> **About this exercise**
What do the lines from the one containing "impl_into_handler!();" through the end of the entries say? Quote them exactly, and only them.

Collected data entries:
■ ■ ■ ■ ■

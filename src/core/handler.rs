//! Type-erased command handlers.
//!
//! Native functions of any arity are turned into a single [`Handler`] shape.
//! The generic code in this module captures each parameter type at bind time;
//! the registry only ever sees the erased closure.

use std::fmt;
use std::sync::Weak;

use parking_lot::RwLock;

use super::{ArgStream, CommandReturn, Console, ConsoleError, ConsoleValue};

/// Uniform handler stored in the registry.
///
/// Handlers receive:
/// - `console`: The console that dispatched the statement
/// - `args`: The statement's remaining argument text
/// - `out`: The output sink for results and diagnostics
pub type Handler = Box<dyn Fn(&Console, &mut ArgStream<'_>, &mut dyn fmt::Write) + Send + Sync>;

/// Conversion of a native function into a [`Handler`].
///
/// Implemented for every `Fn(A1, ..., An) -> R` with up to eight parameters,
/// where each `Ai` is a [`ConsoleValue`] and `R` is a [`CommandReturn`]. The
/// `Marker` parameter only disambiguates the implementations.
pub trait IntoCommand<Marker>: Send + Sync + 'static {
    /// Erase the function into a handler reporting errors under `id`.
    fn into_handler(self, id: &str) -> Handler;
}

/// Conversion of a method on a caller-owned receiver into a [`Handler`].
///
/// Implemented for every `Fn(&mut T, A1, ..., An) -> R` with up to eight
/// parameters. The receiver is held weakly.
pub trait IntoMethod<T, Marker>: Send + Sync + 'static {
    /// Erase the method and its receiver into a handler reporting errors under `id`.
    fn into_method_handler(self, id: &str, receiver: Weak<RwLock<T>>) -> Handler;
}

macro_rules! impl_into_handler {
    ($($param:ident),*) => {
        impl<F, R, $($param,)*> IntoCommand<fn($($param,)*) -> R> for F
        where
            F: Fn($($param),*) -> R + Send + Sync + 'static,
            R: CommandReturn,
            $($param: ConsoleValue,)*
        {
            #[allow(non_snake_case, unused_variables, unused_mut)]
            fn into_handler(self, id: &str) -> Handler {
                let id: Box<str> = id.into();
                Box::new(move |console: &Console, args: &mut ArgStream<'_>, out: &mut dyn fmt::Write| {
                    $(
                        let $param: $param = if args.failed() {
                            <$param as Default>::default()
                        } else {
                            console.evaluate::<$param>(args)
                        };
                    )*

                    if args.failed() {
                        args.clear();
                        ConsoleError::ArgumentTypeMismatch { id: id.clone() }.report(out);
                        return;
                    }

                    (self)($($param),*).emit(out);
                })
            }
        }

        impl<F, T, R, $($param,)*> IntoMethod<T, fn(&mut T, $($param,)*) -> R> for F
        where
            F: Fn(&mut T, $($param),*) -> R + Send + Sync + 'static,
            T: Send + Sync + 'static,
            R: CommandReturn,
            $($param: ConsoleValue,)*
        {
            #[allow(non_snake_case, unused_variables, unused_mut)]
            fn into_method_handler(self, id: &str, receiver: Weak<RwLock<T>>) -> Handler {
                let id: Box<str> = id.into();
                Box::new(move |console: &Console, args: &mut ArgStream<'_>, out: &mut dyn fmt::Write| {
                    $(
                        let $param: $param = if args.failed() {
                            <$param as Default>::default()
                        } else {
                            console.evaluate::<$param>(args)
                        };
                    )*

                    if args.failed() {
                        args.clear();
                        ConsoleError::ArgumentTypeMismatch { id: id.clone() }.report(out);
                        return;
                    }

                    let Some(receiver) = receiver.upgrade() else {
                        ConsoleError::DanglingReference { id: id.clone() }.report(out);
                        return;
                    };

                    let result = {
                        let mut guard = receiver.write();
                        (self)(&mut *guard, $($param),*)
                    };
                    result.emit(out);
                })
            }
        }
    };
}

impl_into_handler!();
impl_into_handler!(A1);
impl_into_handler!(A1, A2);
impl_into_handler!(A1, A2, A3);
impl_into_handler!(A1, A2, A3, A4);
impl_into_handler!(A1, A2, A3, A4, A5);
impl_into_handler!(A1, A2, A3, A4, A5, A6);
impl_into_handler!(A1, A2, A3, A4, A5, A6, A7);
impl_into_handler!(A1, A2, A3, A4, A5, A6, A7, A8);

■ ■ ■ ■ ■

> **Solution for this exercise**
impl_into_handler!();
impl_into_handler!(A1);
impl_into_handler!(A1, A2);
impl_into_handler!(A1, A2, A3);
impl_into_handler!(A1, A2, A3, A4);
impl_into_handler!(A1, A2, A3, A4, A5);
impl_into_handler!(A1, A2, A3, A4, A5, A6);
impl_into_handler!(A1, A2, A3, A4, A5, A6, A7);
impl_into_handler!(A1, A2, A3, A4, A5, A6, A7, A8);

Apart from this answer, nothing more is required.